● **Task requirements**: Which lines below mention "RawSwapchain"? Pick each one out.

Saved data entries
★ ★ ★
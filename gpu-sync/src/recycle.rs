//! Deferred destruction of presentation objects.
//!
//! Semaphores, swapchain images and old swapchains used by a present can only
//! be released once the presentation engine is done with them. They collect in
//! an open [`RecycleBatch`]; each present seals the open batch with its fence
//! and queues it. [`RecycleQueue::try_recycle`] releases batches in FIFO order
//! while their fences report signaled.

use std::collections::VecDeque;
use std::sync::Arc;

use crate::backend::{GpuContext, RawFence, RawSemaphore, RawSwapchain};
use crate::error::GraphicsResult;
use crate::resources::ImageResource;
use crate::sync::{FencePool, SemaphorePool};

/// A swapchain destroyed on drop.
pub struct OwnedSwapchain {
    context: Arc<dyn GpuContext>,
    raw: RawSwapchain,
}

impl OwnedSwapchain {
    pub fn new(context: Arc<dyn GpuContext>, raw: RawSwapchain) -> Self {
        Self { context, raw }
    }

    pub fn raw(&self) -> RawSwapchain {
        self.raw
    }
}

impl Drop for OwnedSwapchain {
    fn drop(&mut self) {
        log::trace!("Destroying swapchain {:?}", self.raw);
        self.context.destroy_swapchain(self.raw);
    }
}

impl std::fmt::Debug for OwnedSwapchain {
    fn fmt(&self, f: &mut std::fmt::Formatter<'_>) -> std::fmt::Result {
        f.debug_tuple("OwnedSwapchain").field(&self.raw).finish()
    }
}

/// Objects retired together, released once `fence` signals.
#[derive(Debug, Default)]
pub struct RecycleBatch {
    fence: Option<RawFence>,
    semaphores: Vec<RawSemaphore>,
    // Possibly left signaled; destroyed instead of pooled.
    discarded: Vec<RawSemaphore>,
    images: Vec<ImageResource>,
    swapchains: Vec<OwnedSwapchain>,
}

impl RecycleBatch {
    /// The fence guarding this batch, once sealed.
    pub fn fence(&self) -> Option<RawFence> {
        self.fence
    }

    pub fn is_empty(&self) -> bool {
        self.semaphores.is_empty()
            && self.discarded.is_empty()
            && self.images.is_empty()
            && self.swapchains.is_empty()
    }

    /// Number of retired objects, not counting the fence.
    pub fn len(&self) -> usize {
        self.semaphores.len() + self.discarded.len() + self.images.len() + self.swapchains.len()
    }

    /// Return primitives to their pools and destroy everything else.
    fn release(
        self,
        fences: &mut FencePool,
        semaphores: &mut SemaphorePool,
    ) -> GraphicsResult<()> {
        let Self {
            fence,
            semaphores: retired,
            discarded,
            images,
            swapchains,
        } = self;

        // Swapchain images go before their swapchains.
        drop(images);
        drop(swapchains);

        for semaphore in discarded {
            semaphores.discard(semaphore);
        }
        for semaphore in retired {
            semaphores.release(semaphore)?;
        }
        if let Some(fence) = fence {
            fences.release(fence)?;
        }
        Ok(())
    }
}

/// FIFO of sealed batches plus the batch currently being filled.
#[derive(Debug, Default)]
pub struct RecycleQueue {
    open: RecycleBatch,
    sealed: VecDeque<RecycleBatch>,
}

impl RecycleQueue {
    pub fn new() -> Self {
        Self::default()
    }

    pub fn retire_semaphore(&mut self, semaphore: RawSemaphore) {
        self.open.semaphores.push(semaphore);
    }

    /// Retire a semaphore whose signal may never have been waited on.
    pub fn discard_semaphore(&mut self, semaphore: RawSemaphore) {
        self.open.discarded.push(semaphore);
    }

    pub fn retire_image(&mut self, image: ImageResource) {
        self.open.images.push(image);
    }

    pub fn retire_swapchain(&mut self, swapchain: OwnedSwapchain) {
        self.open.swapchains.push(swapchain);
    }

    /// Close the open batch under `fence` and queue it.
    pub fn seal(&mut self, fence: RawFence) {
        let mut batch = std::mem::take(&mut self.open);
        batch.fence = Some(fence);
        self.sealed.push_back(batch);
    }

    /// Number of sealed batches not yet released.
    pub fn pending_batches(&self) -> usize {
        self.sealed.len()
    }

    /// Objects waiting for the next seal.
    pub fn open_batch(&self) -> &RecycleBatch {
        &self.open
    }

    /// Release sealed batches from the front while their fences are signaled.
    ///
    /// Returns the number of batches released.
    pub fn try_recycle(
        &mut self,
        context: &dyn GpuContext,
        fences: &mut FencePool,
        semaphores: &mut SemaphorePool,
    ) -> GraphicsResult<usize> {
        let mut released = 0;
        while let Some(front) = self.sealed.front() {
            let signaled = match front.fence {
                Some(fence) => context.fence_signaled(fence)?,
                None => true,
            };
            if !signaled {
                break;
            }
            if let Some(batch) = self.sealed.pop_front() {
                batch.release(fences, semaphores)?;
                released += 1;
            }
        }
        if released > 0 {
            log::debug!(
                "Recycled {} batches, {} still pending",
                released,
                self.sealed.len()
            );
        }
        Ok(released)
    }

    /// Release every batch, open or sealed, without checking fences.
    ///
    /// Only valid once the device is idle.
    pub fn drain(
        &mut self,
        fences: &mut FencePool,
        semaphores: &mut SemaphorePool,
    ) -> GraphicsResult<()> {
        let open = std::mem::take(&mut self.open);
        for batch in self.sealed.drain(..).chain(std::iter::once(open)) {
            batch.release(fences, semaphores)?;
        }
        Ok(())
    }
}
★ ★ ★
● **Expected answer**:
use crate::backend::{GpuContext, RawFence, RawSemaphore, RawSwapchain};
    raw: RawSwapchain,
    pub fn new(context: Arc<dyn GpuContext>, raw: RawSwapchain) -> Self {
    pub fn raw(&self) -> RawSwapchain {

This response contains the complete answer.